→ **Problem requirements**:
Go through the records and extract every line with the word "MapStorage".

Stored data:
//! Reading extended signal information from a modem.

use zbus::Connection;

use crate::Result;
use crate::api::models::{
    CdmaSignal, EvdoSignal, GsmSignal, LteSignal, ModemError, Reading, SignalValues, UmtsSignal,
};
use crate::dbus::MMSignalProxy;

async fn signal_proxy<'a>(conn: &'a Connection, modem_path: &'a str) -> Result<MMSignalProxy<'a>> {
    Ok(MMSignalProxy::builder(conn)
        .path(modem_path)?
        .build()
        .await?)
}

fn read_failed(modem_path: &str, what: &str) -> impl FnOnce(zbus::Error) -> ModemError + use<> {
    let context = format!("failed to read {what} of {modem_path}");
    move |source| ModemError::DbusOperation { context, source }
}

/// Reads the current refresh rate.
pub(crate) async fn rate(conn: &Connection, modem_path: &str) -> Result<u32> {
    let proxy = signal_proxy(conn, modem_path).await?;
    proxy
        .rate()
        .await
        .map_err(read_failed(modem_path, "signal refresh rate"))
}

/// Requests a new refresh rate.
pub(crate) async fn setup(conn: &Connection, modem_path: &str, rate: u32) -> Result<()> {
    let proxy = signal_proxy(conn, modem_path).await?;
    proxy
        .setup(rate)
        .await
        .map_err(|e| ModemError::DbusOperation {
            context: format!("failed to set signal refresh rate {rate} on {modem_path}"),
            source: e,
        })
}

/// Reads every measurement property and rebuilds the snapshot.
///
/// A technology counts as available when its first field is marked valid.
pub(crate) async fn values(conn: &Connection, modem_path: &str) -> Result<SignalValues> {
    let proxy = signal_proxy(conn, modem_path).await?;
    let failed = |what: &str| read_failed(modem_path, what);

    let cdma_rssi = proxy.cdma_rssi().await.map_err(failed("CdmaRssi"))?;
    let cdma_ecio = proxy.cdma_ecio().await.map_err(failed("CdmaEcio"))?;
    let evdo_rssi = proxy.evdo_rssi().await.map_err(failed("EvdoRssi"))?;
    let evdo_ecio = proxy.evdo_ecio().await.map_err(failed("EvdoEcio"))?;
    let evdo_sinr = proxy.evdo_sinr().await.map_err(failed("EvdoSinr"))?;
    let evdo_io = proxy.evdo_io().await.map_err(failed("EvdoIo"))?;
    let gsm_rssi = proxy.gsm_rssi().await.map_err(failed("GsmRssi"))?;
    let umts_rssi = proxy.umts_rssi().await.map_err(failed("UmtsRssi"))?;
    let umts_ecio = proxy.umts_ecio().await.map_err(failed("UmtsEcio"))?;
    let lte_rssi = proxy.lte_rssi().await.map_err(failed("LteRssi"))?;
    let lte_rsrq = proxy.lte_rsrq().await.map_err(failed("LteRsrq"))?;
    let lte_rsrp = proxy.lte_rsrp().await.map_err(failed("LteRsrp"))?;
    let lte_snr = proxy.lte_snr().await.map_err(failed("LteSnr"))?;

    Ok(SignalValues {
        cdma: valid(cdma_rssi).then_some(CdmaSignal {
            rssi: cdma_rssi.1,
            ecio: cdma_ecio.1,
        }),
        evdo: valid(evdo_rssi).then_some(EvdoSignal {
            rssi: evdo_rssi.1,
            ecio: evdo_ecio.1,
            sinr: evdo_sinr.1,
            io: evdo_io.1,
        }),
        gsm: valid(gsm_rssi).then_some(GsmSignal { rssi: gsm_rssi.1 }),
        umts: valid(umts_rssi).then_some(UmtsSignal {
            rssi: umts_rssi.1,
            ecio: umts_ecio.1,
        }),
        lte: valid(lte_rssi).then_some(LteSignal {
            rssi: lte_rssi.1,
            rsrq: lte_rsrq.1,
            rsrp: lte_rsrp.1,
            snr: lte_snr.1,
        }),
    })
}

fn valid(reading: Reading) -> bool {
    reading.0
}
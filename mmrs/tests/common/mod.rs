//! Fakes shared by the integration tests.

#![allow(dead_code)]

use async_trait::async_trait;
use std::sync::atomic::{AtomicBool, AtomicUsize, Ordering};
use std::sync::{Arc, Mutex};
use tokio::sync::watch;

use mmrs::{
    AuthorizationKind, Authorizer, LteSignal, ModemError, ModemState, Requester, SignalController,
    SignalExporter, SignalHandle, SignalService, SignalSkeleton, SignalSource, SignalValues,
    UmtsSignal,
};

pub fn lte_values() -> SignalValues {
    SignalValues {
        lte: Some(LteSignal {
            rssi: -63.0,
            rsrq: -11.0,
            rsrp: -97.0,
            snr: 9.5,
        }),
        umts: Some(UmtsSignal {
            rssi: -80.0,
            ecio: -6.5,
        }),
        ..Default::default()
    }
}

/// Counts queries and fails on demand.
pub struct Modem {
    pub queries: AtomicUsize,
    pub failing: AtomicBool,
}

impl Modem {
    pub fn new() -> Arc<Self> {
        Arc::new(Self {
            queries: AtomicUsize::new(0),
            failing: AtomicBool::new(false),
        })
    }

    pub fn queries(&self) -> usize {
        self.queries.load(Ordering::SeqCst)
    }
}

#[async_trait]
impl SignalSource for Modem {
    async fn load_values(&self) -> mmrs::Result<SignalValues> {
        self.queries.fetch_add(1, Ordering::SeqCst);
        if self.failing.load(Ordering::SeqCst) {
            Err(ModemError::Failed("AT+CESQ timed out".into()))
        } else {
            Ok(lte_values())
        }
    }
}

/// Allows only the listed requesters.
pub struct AllowList(pub Vec<&'static str>);

#[async_trait]
impl Authorizer for AllowList {
    async fn authorize(&self, requester: &Requester, kind: AuthorizationKind) -> mmrs::Result<()> {
        if self.0.contains(&requester.as_str()) {
            Ok(())
        } else {
            Err(ModemError::Unauthorized(format!(
                "{requester} is not allowed to perform {kind}"
            )))
        }
    }
}

#[derive(Default)]
pub struct Bus {
    pub rates: Mutex<Vec<u32>>,
    pub snapshots: Mutex<Vec<SignalValues>>,
    pub exported: AtomicBool,
}

impl Bus {
    pub fn last_snapshot(&self) -> Option<SignalValues> {
        self.snapshots.lock().unwrap().last().copied()
    }
}

struct BusSkeleton(Arc<Bus>);

#[async_trait]
impl SignalSkeleton for BusSkeleton {
    async fn set_rate(&self, rate: u32) -> mmrs::Result<()> {
        self.0.rates.lock().unwrap().push(rate);
        Ok(())
    }

    async fn publish(&self, values: &SignalValues) -> mmrs::Result<()> {
        self.0.snapshots.lock().unwrap().push(*values);
        Ok(())
    }
}

pub struct BusExporter(pub Arc<Bus>);

#[async_trait]
impl SignalExporter for BusExporter {
    fn create_skeleton(&self) -> Arc<dyn SignalSkeleton> {
        Arc::new(BusSkeleton(self.0.clone()))
    }

    async fn export(&self) -> mmrs::Result<()> {
        self.0.exported.store(true, Ordering::SeqCst);
        Ok(())
    }

    async fn unexport(&self) -> mmrs::Result<()> {
        self.0.exported.store(false, Ordering::SeqCst);
        Ok(())
    }
}

pub struct Device {
    pub handle: SignalHandle,
    pub modem: Option<Arc<Modem>>,
    pub bus: Arc<Bus>,
    pub state: watch::Sender<ModemState>,
}

/// Spawns a service for a device; `supported` decides whether the driver
/// provides a query hook.
pub fn spawn_device(supported: bool, state: ModemState) -> Device {
    let bus = Arc::new(Bus::default());
    let (state_tx, state_rx) = watch::channel(state);
    let modem = supported.then(Modem::new);

    let mut builder = SignalController::builder(
        Arc::new(state_rx),
        Arc::new(AllowList(vec![":1.10"])),
        Arc::new(BusExporter(bus.clone())),
    );
    if let Some(modem) = &modem {
        builder = builder.source(modem.clone());
    }
    let controller = builder.build().unwrap();

    let (handle, requests) = SignalHandle::channel(16);
    tokio::spawn(SignalService::new(controller, requests).run());

    Device {
        handle,
        modem,
        bus,
        state: state_tx,
    }
}

pub fn admin() -> Requester {
    Requester::new(":1.10")
}

pub fn stranger() -> Requester {
    Requester::new(":1.99")
}
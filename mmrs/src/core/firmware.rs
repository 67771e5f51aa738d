//! Reading firmware update settings from a modem.

use log::debug;
use zbus::Connection;

use crate::Result;
use crate::api::firmware_settings::FirmwareUpdateSettings;
use crate::api::models::ModemError;
use crate::dbus::MMFirmwareProxy;

/// Reads and decodes the `UpdateSettings` property of the modem at
/// `modem_path`.
pub(crate) async fn update_settings(
    conn: &Connection,
    modem_path: &str,
) -> Result<FirmwareUpdateSettings> {
    let proxy = MMFirmwareProxy::builder(conn)
        .path(modem_path)?
        .build()
        .await?;

    let raw = proxy
        .update_settings()
        .await
        .map_err(|e| ModemError::DbusOperation {
            context: format!("failed to read firmware update settings of {modem_path}"),
            source: e,
        })?;

    let settings = FirmwareUpdateSettings::from_variant(Some(&*raw))?;
    debug!("Firmware update method of {modem_path}: {}", settings.method());
    Ok(settings)
}
//! Constants for ModemManager D-Bus interface values.
//!
//! These constants correspond to the numeric codes, property keys and bus
//! names used by ModemManager's D-Bus API for modem states, firmware update
//! methods and the extended signal interface.

/// ModemManager modem state codes (`MMModemState`).
pub mod modem_state {
    pub const FAILED: i32 = -1;
    pub const UNKNOWN: i32 = 0;
    pub const INITIALIZING: i32 = 1;
    pub const LOCKED: i32 = 2;
    pub const DISABLED: i32 = 3;
    pub const DISABLING: i32 = 4;
    pub const ENABLING: i32 = 5;
    pub const ENABLED: i32 = 6;
    pub const SEARCHING: i32 = 7;
    pub const REGISTERED: i32 = 8;
    pub const DISCONNECTING: i32 = 9;
    pub const CONNECTING: i32 = 10;
    pub const CONNECTED: i32 = 11;
}

/// Firmware update method tags (`MMModemFirmwareUpdateMethod`).
pub mod firmware_method {
    pub const UNKNOWN: u32 = 0;
    pub const FASTBOOT: u32 = 1;
}

/// Keys recognized in the firmware update settings dictionary.
pub mod settings_key {
    /// AT command that resets the module into fastboot mode.
    pub const FASTBOOT_AT: &str = "fastboot-at";
}

/// Well-known bus name and default object path.
pub mod bus {
    pub const SERVICE: &str = "org.freedesktop.ModemManager1";
    pub const DEFAULT_MODEM_PATH: &str = "/org/freedesktop/ModemManager1/Modem/0";
}

/// Defaults for the per-device refresh loop.
pub mod defaults {
    /// Refresh rate a freshly created device starts with (reporting off).
    pub const INITIAL_RATE: u32 = 0;

    /// Capacity of the request queue feeding a device's event loop.
    pub const REQUEST_QUEUE_CAPACITY: usize = 16;
}
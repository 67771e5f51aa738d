//! Periodic refresh of extended signal values.
//!
//! The scheduler owns everything that changes while reporting is active: the
//! stored rate, the refresh timer, the published snapshot and the queries
//! still in flight. It is driven from a single task; nothing in here is
//! shared.
//!
//! Queries cannot be cancelled once issued. Instead every query carries the
//! generation it was started in, and tearing the context down bumps the
//! generation so late results are dropped on arrival.

use futures::future::{self, BoxFuture};
use futures::stream::FuturesUnordered;
use futures::{FutureExt, StreamExt, select};
use log::{debug, warn};
use std::fmt::{Display, Formatter};
use std::sync::Arc;
use std::time::Duration;
use tokio::time::{Instant, Interval, MissedTickBehavior};

use crate::Result;
use crate::api::hooks::{SignalSkeleton, SignalSource};
use crate::api::models::{ModemState, SignalValues};
use crate::core::snapshot::SnapshotStore;

/// Identity of one refresh timer.
///
/// Every time the rate changes the old timer is dropped and a new one with a
/// fresh id takes its place.
#[derive(Debug, Clone, Copy, PartialEq, Eq, Hash)]
pub struct TimerId(u64);

impl Display for TimerId {
    fn fmt(&self, f: &mut Formatter<'_>) -> std::fmt::Result {
        write!(f, "timer#{}", self.0)
    }
}

struct RefreshTimer {
    id: TimerId,
    period: Duration,
    interval: Interval,
}

impl RefreshTimer {
    fn start(id: TimerId, rate: u32) -> Self {
        let period = Duration::from_secs(u64::from(rate));
        let mut interval = tokio::time::interval_at(Instant::now() + period, period);
        interval.set_missed_tick_behavior(MissedTickBehavior::Delay);
        Self {
            id,
            period,
            interval,
        }
    }
}

/// Present only while reporting is active at a non-zero rate.
struct RefreshContext {
    rate: u32,
    timer: RefreshTimer,
}

type LoadResult = (u64, Result<SignalValues>);

/// Something the scheduler has to react to.
pub(crate) enum RefreshEvent {
    TimerFired(TimerId),
    ValuesLoaded {
        generation: u64,
        result: Result<SignalValues>,
    },
}

pub(crate) struct RefreshScheduler {
    rate: u32,
    context: Option<RefreshContext>,
    store: SnapshotStore,
    source: Option<Arc<dyn SignalSource>>,
    skeleton: Option<Arc<dyn SignalSkeleton>>,
    in_flight: FuturesUnordered<BoxFuture<'static, LoadResult>>,
    generation: u64,
    next_timer: u64,
    queries_started: u64,
}

impl RefreshScheduler {
    pub(crate) fn new(initial_rate: u32, source: Option<Arc<dyn SignalSource>>) -> Self {
        Self {
            rate: initial_rate,
            context: None,
            store: SnapshotStore::new(),
            source,
            skeleton: None,
            in_flight: FuturesUnordered::new(),
            generation: 0,
            next_timer: 0,
            queries_started: 0,
        }
    }

    /// Stored rate in seconds, `0` meaning disabled.
    pub(crate) fn rate(&self) -> u32 {
        self.rate
    }

    pub(crate) fn is_supported(&self) -> bool {
        self.source.is_some()
    }

    pub(crate) fn timer_id(&self) -> Option<TimerId> {
        self.context.as_ref().map(|ctx| ctx.timer.id)
    }

    pub(crate) fn timer_period(&self) -> Option<Duration> {
        self.context.as_ref().map(|ctx| ctx.timer.period)
    }

    pub(crate) fn values(&self) -> &SignalValues {
        self.store.values()
    }

    pub(crate) fn queries_started(&self) -> u64 {
        self.queries_started
    }

    pub(crate) fn skeleton(&self) -> Option<&Arc<dyn SignalSkeleton>> {
        self.skeleton.as_ref()
    }

    pub(crate) fn attach(&mut self, skeleton: Arc<dyn SignalSkeleton>) {
        self.skeleton = Some(skeleton);
    }

    /// Applies a rate change and/or a modem state change.
    ///
    /// With `explicit_rate` the stored rate is replaced and mirrored to the
    /// skeleton first; without it the stored rate is reused.
    pub(crate) async fn reconfigure(&mut self, explicit_rate: Option<u32>, state: ModemState) {
        let rate = match explicit_rate {
            Some(rate) => {
                self.rate = rate;
                self.publish_rate().await;
                rate
            }
            None => self.rate,
        };

        if rate == 0 {
            if self.context.is_some() {
                debug!("Extended signal information reporting disabled (rate 0)");
            }
            self.teardown().await;
            return;
        }

        if !state.is_enabling_or_later() {
            debug!("Extended signal refresh deferred until the modem is enabled (state: {state})");
            return;
        }

        if self.source.is_none() {
            debug!("Extended signal information not supported, ignoring rate {rate}");
            return;
        }

        if self.context.as_ref().is_some_and(|ctx| ctx.rate == rate) {
            return;
        }

        let id = TimerId(self.next_timer);
        self.next_timer += 1;
        // Replacing the context drops the previous timer.
        self.context = Some(RefreshContext {
            rate,
            timer: RefreshTimer::start(id, rate),
        });
        debug!("Extended signal information reporting enabled (rate: {rate} seconds, {id})");

        self.launch_query();
    }

    pub(crate) async fn disable(&mut self) {
        debug!("Extended signal information reporting disabled");
        self.teardown().await;
    }

    /// Disables reporting and releases the skeleton, returning it so the
    /// caller can unexport it.
    pub(crate) async fn shutdown(&mut self) -> Option<Arc<dyn SignalSkeleton>> {
        self.disable().await;
        self.skeleton.take()
    }

    /// Waits for the next timer tick or query completion.
    ///
    /// Cancel safe: dropping the returned future loses nothing.
    pub(crate) async fn next_event(&mut self) -> RefreshEvent {
        let timer = self.context.as_mut().map(|ctx| &mut ctx.timer);
        let tick = async move {
            match timer {
                Some(timer) => {
                    timer.interval.tick().await;
                    timer.id
                }
                None => future::pending().await,
            }
        };
        let in_flight = &mut self.in_flight;

        select! {
            id = tick.fuse() => RefreshEvent::TimerFired(id),
            (generation, result) = in_flight.select_next_some() => {
                RefreshEvent::ValuesLoaded { generation, result }
            }
        }
    }

    pub(crate) async fn handle_event(&mut self, event: RefreshEvent) {
        match event {
            RefreshEvent::TimerFired(id) => self.on_timer_fired(id),
            RefreshEvent::ValuesLoaded { generation, result } => {
                self.on_values_loaded(generation, result).await
            }
        }
    }

    fn on_timer_fired(&mut self, id: TimerId) {
        if self.timer_id() != Some(id) {
            debug!("Ignoring tick from replaced {id}");
            return;
        }
        self.launch_query();
    }

    async fn on_values_loaded(&mut self, generation: u64, result: Result<SignalValues>) {
        if generation != self.generation {
            debug!("Discarding extended signal values loaded before reporting was disabled");
            return;
        }

        match result {
            Ok(values) => match &self.skeleton {
                Some(skeleton) => {
                    self.store.update(values);
                    if let Err(e) = skeleton.publish(self.store.values()).await {
                        warn!("Couldn't publish extended signal information: {e}");
                    }
                }
                None => {
                    warn!("Cannot update extended signal information: interface not available");
                    self.store.clear();
                }
            },
            Err(e) => {
                warn!("Couldn't load extended signal information: {e}");
                self.clear_values().await;
            }
        }
    }

    fn launch_query(&mut self) {
        let Some(source) = self.source.clone() else {
            return;
        };
        let generation = self.generation;
        self.queries_started += 1;
        self.in_flight
            .push(async move { (generation, source.load_values().await) }.boxed());
    }

    /// Resets every technology to unavailable and publishes the result.
    pub(crate) async fn clear_values(&mut self) {
        self.store.clear();
        if let Some(skeleton) = &self.skeleton
            && let Err(e) = skeleton.publish(self.store.values()).await
        {
            warn!("Couldn't publish cleared extended signal information: {e}");
        }
    }

    async fn publish_rate(&mut self) {
        if let Some(skeleton) = &self.skeleton
            && let Err(e) = skeleton.set_rate(self.rate).await
        {
            warn!("Couldn't publish extended signal refresh rate: {e}");
        }
    }

    async fn teardown(&mut self) {
        self.context = None;
        self.generation += 1;
        self.clear_values().await;
    }
}
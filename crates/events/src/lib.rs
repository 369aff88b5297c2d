//! Publish/subscribe primitives for the collaboration engine.
//!
//! Two channel flavors cover every state slice in the system:
//!
//! - [`StateChannel`]: replay-last-value semantics. Subscribers receive the
//!   current value immediately and every subsequent change. Used for local
//!   state slices (overlay collections, connection status, edit mode).
//! - [`Fanout`]: ordered broadcast without replay. Used for room message
//!   fan-out, where subscribers must see changes in apply order and join
//!   with an explicit snapshot instead of a replayed value.

pub mod bus;
pub mod channel;

pub use bus::Fanout;
pub use channel::StateChannel;
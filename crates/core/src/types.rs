/// Maps and their child entities are keyed by UUID across the wire, the
/// database, and in-memory state.
pub type MapId = uuid::Uuid;

/// Node identifier within a map.
pub type NodeId = uuid::Uuid;

/// Server-assigned identifier of a live client connection. Carried on every
/// broadcast message so originators can suppress their own echoes.
pub type ClientId = String;

/// All timestamps are UTC.
pub type Timestamp = chrono::DateTime<chrono::Utc>;
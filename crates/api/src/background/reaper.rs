//! Periodic cleanup of stale maps.
//!
//! Maps idle past their per-map `delete_after_days` are soft-deleted, and
//! maps soft-deleted for the same window again are removed for good. Runs
//! on a fixed interval until cancelled.

use std::sync::Arc;
use std::time::Duration;

use tokio_util::sync::CancellationToken;

use mapforge_core::storage::MapStorage;

/// Run the map reaper loop until `cancel` is triggered.
pub async fn run(storage: Arc<dyn MapStorage>, interval_secs: u64, cancel: CancellationToken) {
    tracing::info!(interval_secs, "Map reaper started");

    let mut interval = tokio::time::interval(Duration::from_secs(interval_secs));

    loop {
        tokio::select! {
            _ = cancel.cancelled() => {
                tracing::info!("Map reaper stopping");
                break;
            }
            _ = interval.tick() => {
                match storage.purge_expired().await {
                    Ok(purged) => {
                        if purged > 0 {
                            tracing::info!(purged, "Map reaper: purged stale maps");
                        } else {
                            tracing::debug!("Map reaper: nothing to purge");
                        }
                    }
                    Err(e) => {
                        tracing::error!(error = %e, "Map reaper: sweep failed");
                    }
                }
            }
        }
    }
}
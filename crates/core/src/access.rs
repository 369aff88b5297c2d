//! Access control: admin/guest capability derived from the per-map
//! modification secret.
//!
//! The secret is an opaque random token returned exactly once at map
//! creation and carried out-of-band (a URL fragment the browser never sends
//! on normal navigation). Presenting it on join reclaims admin capability.

use serde::{Deserialize, Serialize};
use uuid::Uuid;

use crate::error::CoreError;
use crate::map::MapOptions;
use crate::protocol::ClientRequest;

/// Permission level of a room session.
#[derive(Debug, Clone, Copy, PartialEq, Eq, Serialize, Deserialize)]
#[serde(rename_all = "lowercase")]
pub enum Capability {
    Admin,
    Guest,
}

/// Admin identity and modification secret of one map. Persisted alongside
/// the map, never serialized into public map payloads.
#[derive(Debug, Clone, PartialEq, Serialize, Deserialize)]
pub struct MapSecurity {
    pub admin_id: Uuid,
    pub modification_secret: Uuid,
}

impl MapSecurity {
    /// Generate a fresh admin identity and secret for a new map.
    pub fn generate() -> Self {
        Self {
            admin_id: Uuid::new_v4(),
            modification_secret: Uuid::new_v4(),
        }
    }

    /// Capability granted for a presented secret.
    pub fn capability_for(&self, presented: Option<Uuid>) -> Capability {
        if presented == Some(self.modification_secret) {
            Capability::Admin
        } else {
            Capability::Guest
        }
    }
}

/// Check whether a session with `capability` may perform `request` under
/// the map's current options.
///
/// Admin-only: map-wide option changes. Guests may mutate nodes and
/// connections (and drive undo/redo) only while `options.guest_write` is
/// enabled. Joining, selection relays, and leaving are always allowed.
pub fn authorize(
    capability: Capability,
    request: &ClientRequest,
    options: &MapOptions,
) -> Result<(), CoreError> {
    match request {
        ClientRequest::UpdateMapOptions { .. } => match capability {
            Capability::Admin => Ok(()),
            Capability::Guest => Err(CoreError::Unauthorized(
                "changing map options requires admin capability".to_string(),
            )),
        },
        ClientRequest::AddNodes { .. }
        | ClientRequest::UpdateNode { .. }
        | ClientRequest::RemoveNode { .. }
        | ClientRequest::AddConnection { .. }
        | ClientRequest::RemoveConnection { .. }
        | ClientRequest::Undo
        | ClientRequest::Redo => {
            if capability == Capability::Admin || options.guest_write {
                Ok(())
            } else {
                Err(CoreError::Unauthorized(
                    "this map is read-only for guests".to_string(),
                ))
            }
        }
        ClientRequest::Join { .. }
        | ClientRequest::UpdateSelection { .. }
        | ClientRequest::Leave => Ok(()),
    }
}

→ **Response to the task**:
use mapforge_core::storage::MapStorage;
pub async fn run(storage: Arc<dyn MapStorage>, interval_secs: u64, cancel: CancellationToken) {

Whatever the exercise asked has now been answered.